Ya no importa si no hay medicinas o si el sistema de salud no es el prometido o si al AIFA se le tienen que destinar más recursos para que opere o si pospone la construcción de la carretera que lo conectará, o si la refinería Dos Bocas ya inaugurada sigue sin refinar ni media gota de gasolina o si los números de homicidios siguen creciendo al igual que el de los desparecidos o si el desempeño académico de los estudiantes no logra remontar los daños de los años de pandemia, nada importa más que promover a quien continuará, al que quizá sí cumplirá las promesas. Pero no es uno, si sino que la “emoción” está en ir descubriendo quién de los tres (o los diez) será la o el elegido.

Por supuesto que esta sucesión adelantada pasa cierto costo a la percepción del presidente como centro rector del poder, pues hay tres polos que atraen los posibles acomodos de los militantes de Morena y generan tensiones interiores que apenas vemos. Es evidente que también este juego sirve para “probar” las fortalezas y “medir” las debilidades de Claudia Sheinbaum, Marcelo Ebrard y Adán Augusto López. Mientras el segundo todavía mantiene cierto nivel de compromiso con su laboral actual, la primera se ha destendido de los graves problemas de la ciudad que encabeza y el tercero se ha vuelto una figura polémica más para atraer reflectores que para lograr alguna gobernabilidad.

Este juego también tiene otros costos, el primero es el económico las giras promocionales o las pintas de bardas no surgen de la nada, cuesta dinero que se presume sale del erario.

El segundo es nuevamente la vulneración de la ley porque está prohibido hacer esta promoción pues son actos anticipados de la campaña aunque tengan un barniz de cualquier otra cosa.

El tercero es que en medio del ataque a los órganos electorales no tienen la fortaleza para actuar en consecuencia e imponer las sanciones que podrían llegar incluso a descalificarlos como candidatos a la mera hora; esa es también una manera discreta pero efectiva de inmovilizar al INE y al Tribunal Electoral sin tener que aprobar ninguna legislación.

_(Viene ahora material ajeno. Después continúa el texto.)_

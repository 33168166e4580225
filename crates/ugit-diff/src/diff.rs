use std::collections::BTreeMap;
use std::io::Write as _;

use ugit_hash::ObjectId;
use ugit_object::ObjectType;
use ugit_store::ObjectStore;
use ugit_utils::subprocess::{ExternalCommand, StdioMode};
use ugit_utils::tempfile::TempFile;

use crate::compare::compare_trees;
use crate::error::DiffError;

/// Unified diff between two flattened trees, shelling out to `diff` for
/// each changed path and concatenating the output.
pub fn diff_trees(
    store: &ObjectStore,
    from: &BTreeMap<String, ObjectId>,
    to: &BTreeMap<String, ObjectId>,
) -> Result<Vec<u8>, DiffError> {
    let mut output = Vec::new();
    for (path, oids) in compare_trees(&[from, to]) {
        let (o_from, o_to) = (oids[0], oids[1]);
        if o_from != o_to {
            output.extend(diff_blobs(store, o_from, o_to, &path)?);
        }
    }
    Ok(output)
}

fn diff_blobs(
    store: &ObjectStore,
    o_from: Option<ObjectId>,
    o_to: Option<ObjectId>,
    path: &str,
) -> Result<Vec<u8>, DiffError> {
    let dir = std::env::temp_dir();
    let mut f_from = TempFile::new_in(&dir)?;
    let mut f_to = TempFile::new_in(&dir)?;

    if let Some(oid) = o_from {
        f_from.write_all(&store.get_object(&oid, Some(ObjectType::Blob))?)?;
        f_from.flush()?;
    }
    if let Some(oid) = o_to {
        f_to.write_all(&store.get_object(&oid, Some(ObjectType::Blob))?)?;
        f_to.flush()?;
    }

    let result = ExternalCommand::new("diff")
        .args(["--unified", "--show-c-function"])
        .arg("--label")
        .arg(format!("a/{path}"))
        .arg(f_from.path())
        .arg("--label")
        .arg(format!("b/{path}"))
        .arg(f_to.path())
        .stdout(StdioMode::Pipe)
        .stderr(StdioMode::Null)
        .run()?;

    match result.code() {
        Some(0) | Some(1) => Ok(result.stdout),
        _ => Err(DiffError::UnexpectedExit {
            program: "diff",
            status: result.code(),
        }),
    }
}

#[cfg(test)]
mod tests {
    use super::*;

    #[test]
    fn diff_trees_is_empty_when_unchanged() {
        let dir = tempfile::tempdir().unwrap();
        let store = ObjectStore::open(dir.path());
        let oid = store.hash_object(ObjectType::Blob, b"hello\n").unwrap();

        let mut from = BTreeMap::new();
        from.insert("a.txt".to_string(), oid);
        let to = from.clone();

        let output = diff_trees(&store, &from, &to).unwrap();
        assert!(output.is_empty());
    }

    #[test]
    fn diff_trees_labels_changed_blob() {
        let dir = tempfile::tempdir().unwrap();
        let store = ObjectStore::open(dir.path());
        let o_from = store.hash_object(ObjectType::Blob, b"one\n").unwrap();
        let o_to = store.hash_object(ObjectType::Blob, b"two\n").unwrap();

        let mut from = BTreeMap::new();
        from.insert("a.txt".to_string(), o_from);
        let mut to = BTreeMap::new();
        to.insert("a.txt".to_string(), o_to);

        let output = diff_trees(&store, &from, &to).unwrap();
        let text = String::from_utf8(output).unwrap();
        assert!(text.contains("a/a.txt"));
        assert!(text.contains("b/a.txt"));
    }
}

El cuarto efecto es, al no existir de parte de la oposición definitivos candidatos presidenciales para el 2024, hay la sensación de que Morena lleva una inmensa delantera y los lamentos de “no hay oposición” son comunes entre muchos.

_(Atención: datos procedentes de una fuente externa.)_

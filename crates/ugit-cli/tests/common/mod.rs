//! Shared test harness for `ugit` integration tests.

#![allow(dead_code)]

use std::path::{Path, PathBuf};
use std::process::Command;

/// Captured output from running a command.
pub struct CommandResult {
    pub stdout: String,
    pub stderr: String,
    pub exit_code: i32,
}

/// Discover the path to the compiled `ugit` binary.
pub fn ugit_bin() -> PathBuf {
    let mut path = std::env::current_exe()
        .unwrap()
        .parent()
        .unwrap()
        .parent()
        .unwrap()
        .to_path_buf();
    path.push("ugit");
    path
}

/// Run `ugit` in `dir` with the given arguments.
pub fn ugit(dir: &Path, args: &[&str]) -> CommandResult {
    let output = Command::new(ugit_bin())
        .args(args)
        .current_dir(dir)
        .output()
        .expect("failed to run ugit");
    CommandResult {
        stdout: String::from_utf8_lossy(&output.stdout).to_string(),
        stderr: String::from_utf8_lossy(&output.stderr).to_string(),
        exit_code: output.status.code().unwrap_or(128),
    }
}

pub fn assert_success(result: &CommandResult) {
    assert_eq!(
        result.exit_code, 0,
        "expected success, got exit {}\nstderr: {}",
        result.exit_code, result.stderr
    );
}

pub fn assert_failure(result: &CommandResult) {
    assert_ne!(result.exit_code, 0, "expected failure, command succeeded");
}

En este marco, sería importante que los ciudadanos que a partir de la marcha del 13 de noviembre levantaron la cabeza como la oposición real deben no sólo continuar con su defensa del INE sino comenzar con un ejercicio que sea inédito: discutir el plan de reconstrucción para fijar primero el plan de gobierno para el México que soñamos para que los partidos de oposición se “sometan” a lo que queremos. Si ya marcharon en la retaguardia de la marcha y no buscaron más protagonismo que el “natural” de su personalidad, no es lejano el escenario de lograr que adopten el plan ciudadano como su bandera y con ella ganar las elecciones en 2024.